А благое желание, от глубин души и сердца идущее, непременно оказывается удовлетворенным.
Появилось солнце, и появились люди.
Но первым, конечно, порадовало землю солнце!
Казалось, что прогретая земля сама оттолкнула от себя тучи, а те и не сопротивлялись: ведь даже слепому было видно, что в них больше нет нужды. Тучи и облака взметнулись высоко вверх, затягивая небо лишь легкой туманной поволокой, и солнцу ничего не стоило сверкающей метлой своих лучей вмиг размести их, и поток животворного тепла озарил всю округу.
Где-то звякнула мотыга, вдалеке запыхтел трактор, и после осеннего мучительного хрипа его голос звучал сейчас как победный трудовой гимн:
— Пых-пых-пых! Одно удовольствие, а не работа. Это вам не промерзлую грязь в ноябре перепахивать!..
Деревья и кусты наливались весенними соками. К полудню расцвел терновник, полопались почки и на садовых деревьях, и на поросли вдоль опушки леса, а в цветущей кроне ранней дикой черешни гудели пчелы, словно перебирая струны гигантской арфы — натянутые между землей и небом золотые нити солнечных лучей.
Тропы просохли, повозки, негромко, торжественно постукивая, катят по проселку; время от времени раздается чей-то возглас и мягко прокатывается над полями-лесами, подобно весеннему кличу пробуждающейся любви и материнства.
По дорожной колее неспешно бредет большущая майка. Крупная синяя жучиха пойдет, пойдет и остановится; может, подыскивает местечко, чтобы отложить яйца, а может, майка только что выбралась из-под земли в этот удивительно прекрасный мир, краше которого и вообразить себе невозможно. Вполне вероятно, что у этой синекрылой красавицы есть какие-то свои жизненные планы или мечты, которыми майка никогда ни с кем еще не делилась, да и не поделится.
Во всяком случае, она решает тронуться в путь — на свою беду.
Высоко в небе неподвижной точкой замерла пустельга, внимательно приглядываясь к пробуждающимся после зимней спячки насекомым; пожалуй, она и не заметила бы майку, замри та на месте. Но незадачливая майка бредет по дороге, а пустельга одним махом спускается как бы этажом ниже и опять повисает в воздухе.
Майка ковыляет как ни в чем не бывало.
Пустельга в свою очередь приспускается еще ниже.
Лучи солнца ложатся косо, и птица не отбрасывает тени, которая могла бы предостеречь жука.

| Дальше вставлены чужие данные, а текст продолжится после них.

/// What the frame loop should do after `get_current_texture` failed.
#[derive(Debug, Copy, Clone, Eq, PartialEq)]
pub enum SurfaceErrorAction {
    /// Surface was reconfigured; rendering may resume next frame.
    Reconfigured,
    /// Transient error; skip the current frame.
    SkipFrame,
    /// Fatal error (commonly OOM); stop the loop.
    Fatal,
}

impl SurfaceErrorAction {
    /// Classifies a surface error without touching the surface.
    ///
    /// The caller performs the reconfigure for `Reconfigured`.
    pub fn classify(err: &wgpu::SurfaceError) -> Self {
        match err {
            wgpu::SurfaceError::Lost | wgpu::SurfaceError::Outdated => Self::Reconfigured,
            wgpu::SurfaceError::OutOfMemory => Self::Fatal,
            wgpu::SurfaceError::Timeout | wgpu::SurfaceError::Other => Self::SkipFrame,
        }
    }
}

#[cfg(test)]
mod tests {
    use super::*;

    #[test]
    fn lost_and_outdated_reconfigure() {
        assert_eq!(
            SurfaceErrorAction::classify(&wgpu::SurfaceError::Lost),
            SurfaceErrorAction::Reconfigured
        );
        assert_eq!(
            SurfaceErrorAction::classify(&wgpu::SurfaceError::Outdated),
            SurfaceErrorAction::Reconfigured
        );
    }

    #[test]
    fn out_of_memory_is_fatal() {
        assert_eq!(
            SurfaceErrorAction::classify(&wgpu::SurfaceError::OutOfMemory),
            SurfaceErrorAction::Fatal
        );
    }

    #[test]
    fn timeout_skips_frame() {
        assert_eq!(
            SurfaceErrorAction::classify(&wgpu::SurfaceError::Timeout),
            SurfaceErrorAction::SkipFrame
        );
    }
}
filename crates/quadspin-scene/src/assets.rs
use std::path::Path;

use anyhow::{Context, Result};

use crate::config::SceneConfig;

/// Text of the two shader stages.
#[derive(Debug, Clone, Default, PartialEq, Eq)]
pub struct ShaderSources {
    pub vertex: String,
    pub fragment: String,
}

/// Reads both shader files named by `config`.
///
/// A file that can't be read is logged and comes back empty; building a
/// program from it then fails with a compile error instead of aborting setup.
pub fn load_shader_sources(config: &SceneConfig) -> ShaderSources {
    ShaderSources {
        vertex: read_or_log(&config.vertex_shader_path()),
        fragment: read_or_log(&config.fragment_shader_path()),
    }
}

fn read_or_log(path: &Path) -> String {
    match read_source(path) {
        Ok(text) => text,
        Err(err) => {
            log::error!("{err:#}");
            String::new()
        }
    }
}

fn read_source(path: &Path) -> Result<String> {
    let text = std::fs::read_to_string(path)
        .with_context(|| format!("failed to read shader source {}", path.display()))?;
    log::debug!("loaded {} ({} bytes)", path.display(), text.len());
    Ok(text)
}

#[cfg(test)]
mod tests {
    use super::*;

    #[test]
    fn bundled_sources_load() {
        let sources = load_shader_sources(&SceneConfig::default());
        assert!(sources.vertex.contains("fn vs_main"));
        assert!(sources.fragment.contains("fn fs_main"));
    }

    #[test]
    fn missing_files_come_back_empty() {
        let config = SceneConfig::default().with_asset_root("/nonexistent/quadspin-assets");
        assert_eq!(load_shader_sources(&config), ShaderSources::default());
    }

    #[test]
    fn read_error_names_the_file() {
        let err = read_source(Path::new("/nonexistent/basic.vert.wgsl")).unwrap_err();
        assert!(format!("{err:#}").contains("basic.vert.wgsl"));
    }
}
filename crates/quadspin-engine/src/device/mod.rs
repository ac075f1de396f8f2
//! GPU device + surface management.
//!
//! This module is responsible for:
//! - creating the wgpu Instance/Adapter/Device/Queue
//! - creating & configuring the Surface (swapchain)
//! - acquiring frames and providing encoders/views for rendering

mod context;
mod error;
mod frame;
mod init;
mod surface;

pub use context::Gpu;
pub use error::SurfaceErrorAction;
pub use frame::GpuFrame;
pub use init::GpuInit;
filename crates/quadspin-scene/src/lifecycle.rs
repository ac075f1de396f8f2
//! GPU-free half of the scene: state machine, animation, viewport.

use anyhow::Result;
use winit::dpi::PhysicalSize;

use crate::animation::Animation;
use crate::math::{Mat3, rotate_2d};
use crate::viewport::Viewport;

/// Scene lifecycle.
#[derive(Debug, Copy, Clone, PartialEq, Eq)]
pub enum SceneState {
    Uninitialized,
    Initializing,
    Running,
    Stopped,
}

/// Everything a frame needs to draw the quad.
#[derive(Debug, Copy, Clone, PartialEq)]
pub struct FrameParams {
    pub angle: f32,
    pub aspect_ratio: f32,
    pub model: Mat3,
}

/// State machine plus per-frame update, independent of any GPU context.
#[derive(Debug, Clone)]
pub struct SceneCore {
    state: SceneState,
    animation: Animation,
    viewport: Viewport,
}

impl SceneCore {
    pub fn new(animation: Animation) -> Self {
        Self {
            state: SceneState::Uninitialized,
            animation,
            viewport: Viewport::default(),
        }
    }

    #[inline]
    pub fn state(&self) -> SceneState {
        self.state
    }

    #[inline]
    pub fn is_running(&self) -> bool {
        self.state == SceneState::Running
    }

    pub fn animation(&self) -> &Animation {
        &self.animation
    }

    #[inline]
    pub fn viewport(&self) -> Viewport {
        self.viewport
    }

    /// `Uninitialized -> Initializing`.
    pub fn begin_init(&mut self) -> Result<()> {
        anyhow::ensure!(
            self.state == SceneState::Uninitialized,
            "scene cannot start from {:?}",
            self.state
        );
        self.state = SceneState::Initializing;
        Ok(())
    }

    /// `Initializing -> Running`. Fails if there is no usable viewport yet.
    pub fn finish_init(&mut self) -> Result<()> {
        anyhow::ensure!(
            self.state == SceneState::Initializing,
            "scene cannot finish setup from {:?}",
            self.state
        );
        anyhow::ensure!(
            self.viewport.is_drawable(),
            "could not compute a viewport from a {}x{} surface",
            self.viewport.width,
            self.viewport.height
        );
        self.state = SceneState::Running;
        Ok(())
    }

    /// Adopts the client size; `true` means the backing surface must follow.
    pub fn sync_viewport(&mut self, client: PhysicalSize<u32>) -> bool {
        self.viewport.sync_to(client)
    }

    /// One animation step.
    ///
    /// Returns `None` when the scene isn't running (nothing may be drawn) or
    /// the viewport is degenerate (minimized window).
    pub fn step(&mut self, dt: f32) -> Option<FrameParams> {
        if !self.is_running() {
            return None;
        }

        let angle = self.animation.step(dt);
        let aspect_ratio = self.viewport.aspect_ratio()?;

        Some(FrameParams {
            angle,
            aspect_ratio,
            model: rotate_2d(angle),
        })
    }

    /// Moves to `Stopped`.
    ///
    /// Returns `true` exactly once, on the first stop after setup began:
    /// that caller owns releasing the GPU resources.
    pub fn stop(&mut self) -> bool {
        let previous = std::mem::replace(&mut self.state, SceneState::Stopped);
        matches!(previous, SceneState::Initializing | SceneState::Running)
    }
}

impl Default for SceneCore {
    fn default() -> Self {
        Self::new(Animation::default())
    }
}

#[cfg(test)]
mod tests {
    use std::time::{Duration, Instant};

    use quadspin_engine::window::RuntimeConfig;

    use super::*;

    fn running(width: u32, height: u32) -> SceneCore {
        let mut core = SceneCore::default();
        core.begin_init().unwrap();
        core.sync_viewport(PhysicalSize::new(width, height));
        core.finish_init().unwrap();
        core
    }

    #[test]
    fn lifecycle_runs_in_order() {
        let mut core = SceneCore::default();
        assert_eq!(core.state(), SceneState::Uninitialized);

        core.begin_init().unwrap();
        assert_eq!(core.state(), SceneState::Initializing);

        core.sync_viewport(PhysicalSize::new(800, 600));
        core.finish_init().unwrap();
        assert_eq!(core.state(), SceneState::Running);

        assert!(core.stop());
        assert_eq!(core.state(), SceneState::Stopped);
    }

    #[test]
    fn run_twice_is_rejected() {
        let mut core = running(800, 600);
        assert!(core.begin_init().is_err());
        assert!(core.is_running());
    }

    #[test]
    fn zero_viewport_is_fatal() {
        let mut core = SceneCore::default();
        core.begin_init().unwrap();
        assert!(core.finish_init().is_err());
        assert_eq!(core.state(), SceneState::Initializing);
    }

    #[test]
    fn no_frames_before_running() {
        let mut core = SceneCore::default();
        assert!(core.step(0.016).is_none());
        core.begin_init().unwrap();
        assert!(core.step(0.016).is_none());
    }

    #[test]
    fn stop_prevents_further_frames() {
        let mut core = running(800, 600);
        assert!(core.step(0.016).is_some());

        core.stop();
        for _ in 0..3 {
            assert!(core.step(0.016).is_none());
        }
    }

    #[test]
    fn stop_releases_once() {
        let mut core = running(800, 600);
        assert!(core.stop());
        assert!(!core.stop());
    }

    #[test]
    fn stop_before_setup_owns_nothing() {
        let mut core = SceneCore::default();
        assert!(!core.stop());
        assert!(core.begin_init().is_err());
    }

    #[test]
    fn step_reports_aspect_and_model() {
        let mut core = running(800, 400);
        let params = core.step(1.0).unwrap();
        assert!((params.angle - 50.0).abs() < 1e-4);
        assert_eq!(params.aspect_ratio, 2.0);
        assert!(params.model.approx_eq(&rotate_2d(params.angle), 1e-6));
    }

    #[test]
    fn wrap_scenario_from_350() {
        let mut core = SceneCore::new(Animation::default().with_angle(350.0));
        core.begin_init().unwrap();
        core.sync_viewport(PhysicalSize::new(800, 600));
        core.finish_init().unwrap();

        let params = core.step(0.5).unwrap();
        assert_eq!(params.angle, 0.0);
        assert!(params.model.approx_eq(&Mat3::IDENTITY, 1e-6));
    }

    #[test]
    fn minimized_window_skips_draw_but_keeps_animating() {
        let mut core = running(800, 600);
        core.sync_viewport(PhysicalSize::new(0, 0));
        assert!(core.step(1.0).is_none());
        assert!((core.animation().angle() - 50.0).abs() < 1e-4);
    }

    #[test]
    fn resize_reaches_frame_only_after_sync() {
        let mut core = running(800, 600);
        let before = core.step(0.0).unwrap();
        assert!((before.aspect_ratio - 800.0 / 600.0).abs() < 1e-6);

        assert!(core.sync_viewport(PhysicalSize::new(400, 100)));
        let after = core.step(0.0).unwrap();
        assert_eq!(after.aspect_ratio, 4.0);
    }

    #[test]
    fn one_second_between_frames_turns_fifty_degrees() {
        let mut core = running(800, 600);
        let mut clock = RuntimeConfig::default().frame_clock();
        let start = Instant::now();
        clock.tick_at(start);

        let ft = clock.tick_at(start + Duration::from_secs(1));
        let params = core.step(ft.dt).unwrap();
        assert!((params.angle - 50.0).abs() < 1e-4, "{}", params.angle);
    }
}
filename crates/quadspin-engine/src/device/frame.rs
/// A single acquired swapchain frame.
///
/// Short-lived: holding the surface texture blocks acquisition of the next
/// frame, so hand it back through `Gpu::submit` promptly.
pub struct GpuFrame {
    pub surface_texture: wgpu::SurfaceTexture,
    pub view: wgpu::TextureView,
    pub encoder: wgpu::CommandEncoder,
}
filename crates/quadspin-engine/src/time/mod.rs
//! Time subsystem.
//!
//! Frame timing decoupled from the runtime. One `FrameClock` per render loop;
//! call `tick()` once per presented frame to obtain `FrameTime`.

mod frame_clock;

pub use frame_clock::{FrameClock, FrameTime};
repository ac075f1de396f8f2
use winit::dpi::PhysicalSize;

/// Renderer-facing context (device/queue + surface format + viewport).
pub struct RenderCtx<'a> {
    pub device: &'a wgpu::Device,
    pub queue: &'a wgpu::Queue,
    pub surface_format: wgpu::TextureFormat,
    /// Backing surface size in physical pixels.
    pub viewport: PhysicalSize<u32>,
}

impl<'a> RenderCtx<'a> {
    #[inline]
    pub fn new(
        device: &'a wgpu::Device,
        queue: &'a wgpu::Queue,
        surface_format: wgpu::TextureFormat,
        viewport: PhysicalSize<u32>,
    ) -> Self {
        Self {
            device,
            queue,
            surface_format,
            viewport,
        }
    }
}

/// Target for drawing (encoder + color view).
pub struct RenderTarget<'a> {
    pub encoder: &'a mut wgpu::CommandEncoder,
    pub color_view: &'a wgpu::TextureView,
}

impl<'a> RenderTarget<'a> {
    #[inline]
    pub fn new(encoder: &'a mut wgpu::CommandEncoder, color_view: &'a wgpu::TextureView) -> Self {
        Self { encoder, color_view }
    }

    /// Begins a pass that draws over what is already in the target.
    pub fn begin_load_pass(&mut self, label: &str) -> wgpu::RenderPass<'_> {
        self.encoder.begin_render_pass(&wgpu::RenderPassDescriptor {
            label: Some(label),
            color_attachments: &[Some(wgpu::RenderPassColorAttachment {
                view: self.color_view,
                resolve_target: None,
                ops: wgpu::Operations {
                    load: wgpu::LoadOp::Load,
                    store: wgpu::StoreOp::Store,
                },
                depth_slice: None,
            })],
            depth_stencil_attachment: None,
            timestamp_writes: None,
            occlusion_query_set: None,
            multiview_mask: None,
        })
    }
}
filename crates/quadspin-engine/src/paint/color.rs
/// Straight-alpha RGBA color, channels in `[0, 1]`.
#[derive(Debug, Copy, Clone, Default, PartialEq)]
pub struct Color {
    pub r: f32,
    pub g: f32,
    pub b: f32,
    pub a: f32,
}

impl Color {
    #[inline]
    pub const fn rgba(r: f32, g: f32, b: f32, a: f32) -> Self {
        Self { r, g, b, a }
    }

    #[inline]
    pub const fn rgb(r: f32, g: f32, b: f32) -> Self {
        Self::rgba(r, g, b, 1.0)
    }

    #[inline]
    pub fn is_finite(self) -> bool {
        self.r.is_finite() && self.g.is_finite() && self.b.is_finite() && self.a.is_finite()
    }

    /// Clamps all channels to `[0, 1]`.
    #[inline]
    pub fn clamped(self) -> Self {
        Self {
            r: self.r.clamp(0.0, 1.0),
            g: self.g.clamp(0.0, 1.0),
            b: self.b.clamp(0.0, 1.0),
            a: self.a.clamp(0.0, 1.0),
        }
    }

    /// Clear value for a render pass `LoadOp::Clear`.
    #[inline]
    pub fn to_wgpu(self) -> wgpu::Color {
        let c = self.clamped();
        wgpu::Color {
            r: c.r as f64,
            g: c.g as f64,
            b: c.b as f64,
            a: c.a as f64,
        }
    }
}

impl From<[f32; 4]> for Color {
    fn from([r, g, b, a]: [f32; 4]) -> Self {
        Self::rgba(r, g, b, a)
    }
}

#[cfg(test)]
mod tests {
    use super::*;

    #[test]
    fn rgb_is_opaque() {
        assert_eq!(Color::rgb(0.1, 0.2, 0.3).a, 1.0);
    }

    #[test]
    fn to_wgpu_clamps_out_of_range() {
        let c = Color::rgba(1.5, -0.5, 0.25, 1.0).to_wgpu();
        assert_eq!(c.r, 1.0);
        assert_eq!(c.g, 0.0);
        assert_eq!(c.b, 0.25);
        assert_eq!(c.a, 1.0);
    }

    #[test]
    fn from_array() {
        assert_eq!(Color::from([0.23, 0.58, 0.57, 1.0]), Color::rgba(0.23, 0.58, 0.57, 1.0));
    }
}
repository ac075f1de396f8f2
use std::time::Duration;

use anyhow::{Context, Result};
use ouroboros::self_referencing;

use winit::application::ApplicationHandler;
use winit::dpi::LogicalSize;
use winit::event::WindowEvent;
use winit::event_loop::{ActiveEventLoop, ControlFlow, EventLoop};
use winit::window::{Window, WindowId};

use crate::core::{App, AppControl, FrameCtx, InitCtx, WindowCtx};
use crate::device::{Gpu, GpuInit};
use crate::time::FrameClock;

/// Window/runtime configuration.
#[derive(Debug, Clone)]
pub struct RuntimeConfig {
    pub title: String,
    pub initial_size: LogicalSize<f64>,

    /// Bounds applied to each frame's `dt` as `(min, max)`.
    ///
    /// `None` hands the app the raw time between redraws.
    pub dt_clamp: Option<(Duration, Duration)>,
}

impl Default for RuntimeConfig {
    fn default() -> Self {
        Self {
            title: "quadspin".to_string(),
            initial_size: LogicalSize::new(800.0, 600.0),
            dt_clamp: None,
        }
    }
}

impl RuntimeConfig {
    /// The clock that times this runtime's frames.
    pub fn frame_clock(&self) -> FrameClock {
        match self.dt_clamp {
            Some((min, max)) => FrameClock::with_clamps(min, max),
            None => FrameClock::unclamped(),
        }
    }
}

/// Entry point for the runtime.
pub struct Runtime;

impl Runtime {
    /// Opens the window, drives `app` until the window closes, and returns
    /// the first fatal setup error, if any.
    pub fn run<A>(config: RuntimeConfig, gpu_init: GpuInit, app: A) -> Result<()>
    where
        A: 'static + App,
    {
        let event_loop = EventLoop::new().context("failed to create winit EventLoop")?;
        let mut state = AppState::new(config, gpu_init, app);

        event_loop
            .run_app(&mut state)
            .context("winit event loop terminated with error")?;

        match state.fatal.take() {
            Some(err) => Err(err),
            None => Ok(()),
        }
    }
}

#[self_referencing]
struct WindowEntry {
    clock: FrameClock,

    window: Window,

    #[borrows(window)]
    #[covariant]
    gpu: Gpu<'this>,
}

struct AppState<A>
where
    A: App + 'static,
{
    config: RuntimeConfig,
    gpu_init: GpuInit,
    app: A,

    entry: Option<WindowEntry>,
    fatal: Option<anyhow::Error>,
    exit_requested: bool,
}

impl<A> AppState<A>
where
    A: App + 'static,
{
    fn new(config: RuntimeConfig, gpu_init: GpuInit, app: A) -> Self {
        Self {
            config,
            gpu_init,
            app,
            entry: None,
            fatal: None,
            exit_requested: false,
        }
    }

    fn create_window_entry(&self, event_loop: &ActiveEventLoop) -> Result<WindowEntry> {
        let attrs = Window::default_attributes()
            .with_title(self.config.title.clone())
            .with_inner_size(self.config.initial_size);

        let window = event_loop
            .create_window(attrs)
            .context("failed to create window")?;

        let gpu_init = self.gpu_init.clone();

        WindowEntryTryBuilder {
            clock: self.config.frame_clock(),
            window,
            gpu_builder: move |w| {
                pollster::block_on(Gpu::new(w, gpu_init))
                    .context("could not acquire a GPU rendering context")
            },
        }
        .try_build()
    }

    /// Creates the window, acquires the GPU, and runs the app's setup.
    fn start(&mut self, event_loop: &ActiveEventLoop) -> Result<()> {
        let mut entry = self.create_window_entry(event_loop)?;
        let app = &mut self.app;

        let init = entry.with_mut(|fields| {
            let mut ctx = InitCtx {
                window: WindowCtx {
                    id: fields.window.id(),
                    window: fields.window,
                },
                gpu: fields.gpu,
            };
            app.on_init(&mut ctx)
        });

        // Partial setup is torn down while the device still exists.
        if let Err(err) = init {
            self.app.on_exit();
            return Err(err);
        }

        // Setup time is not animation time.
        entry.with_clock_mut(|clock| clock.reset());
        entry.with_window(|w| w.request_redraw());

        self.entry = Some(entry);
        Ok(())
    }

    /// Runs the app's teardown while the GPU objects are alive, then drops them.
    fn shutdown(&mut self, event_loop: &ActiveEventLoop) {
        if let Some(entry) = self.entry.take() {
            self.app.on_exit();
            drop(entry);
        }
        self.exit_requested = true;
        event_loop.exit();
    }

    fn fail(&mut self, event_loop: &ActiveEventLoop, err: anyhow::Error) {
        log::error!("{err:#}");
        if self.fatal.is_none() {
            self.fatal = Some(err);
        }
        self.shutdown(event_loop);
    }
}

impl<A> ApplicationHandler for AppState<A>
where
    A: App + 'static,
{
    fn resumed(&mut self, event_loop: &ActiveEventLoop) {
        if self.entry.is_some() || self.exit_requested {
            return;
        }

        if let Err(err) = self.start(event_loop) {
            self.fail(event_loop, err.context("setup failed"));
        }
    }

    fn about_to_wait(&mut self, event_loop: &ActiveEventLoop) {
        if self.exit_requested {
            event_loop.exit();
            return;
        }

        event_loop.set_control_flow(ControlFlow::Wait);

        // Continuous animation: schedule the next frame after every iteration.
        if let Some(entry) = &self.entry {
            entry.with_window(|w| w.request_redraw());
        }
    }

    fn window_event(
        &mut self,
        event_loop: &ActiveEventLoop,
        window_id: WindowId,
        event: WindowEvent,
    ) {
        if self.exit_requested {
            event_loop.exit();
            return;
        }

        let Some(entry) = self.entry.as_mut() else {
            return;
        };
        if entry.with_window(|w| w.id()) != window_id {
            return;
        }

        match event {
            WindowEvent::CloseRequested => {
                log::info!("window closed");
                self.shutdown(event_loop);
            }

            // The surface itself is resynced by the app at the top of the
            // next frame; only make sure that frame happens.
            WindowEvent::Resized(_) | WindowEvent::ScaleFactorChanged { .. } => {
                entry.with_window(|w| w.request_redraw());
            }

            WindowEvent::RedrawRequested => {
                let app = &mut self.app;
                let control = entry.with_mut(|fields| {
                    let time = fields.clock.tick();
                    let mut ctx = FrameCtx {
                        window: WindowCtx {
                            id: window_id,
                            window: fields.window,
                        },
                        gpu: fields.gpu,
                        time,
                    };
                    app.on_frame(&mut ctx)
                });

                if control == AppControl::Exit {
                    self.shutdown(event_loop);
                }
            }

            _ => {}
        }
    }
}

Майка по-прежнему не спеша бредет по дороге, затем взбирается на край придорожной канавы: здесь, на возвышенности, больше света и тепла.
«Куда бы теперь податься?» — размышляет майка.
А пустельга складывает крылья и камнем падает вниз. Почти у самой земли крылья мягко расправляются, тормозят падение; птица выпускает когти, смыкает их — и с земными заботами майки покончено.
Солнце заливает мир безмятежным сиянием.
Травы молча набирают силу, бутоны раскрываются цветами, проросшие зерна разворачивают на поверхности земли робкие ростки и как бы взывают к своим пока еще чахлым и бледным отпрыскам: «Ну как, удалось вам пробиться? Теперь ваше дело — не сводить глаз с солнца, а мое — заботиться о вашем пропитании».
Жизнь идет своим чередом.
А вот для крапивы подобные материнские заботы уже позади. Она вымахала довольно высоко, налилась ядовитым зеленым соком и стоит на страже садов-огородов, словно зная, что, пока гусята еще не вывелись, она может позволить себе покрасоваться. Ведь потом придет кто-нибудь из женщин и серпом подсечет молодые крапивные побеги, потому что для гусят это — наипервейшее лакомство.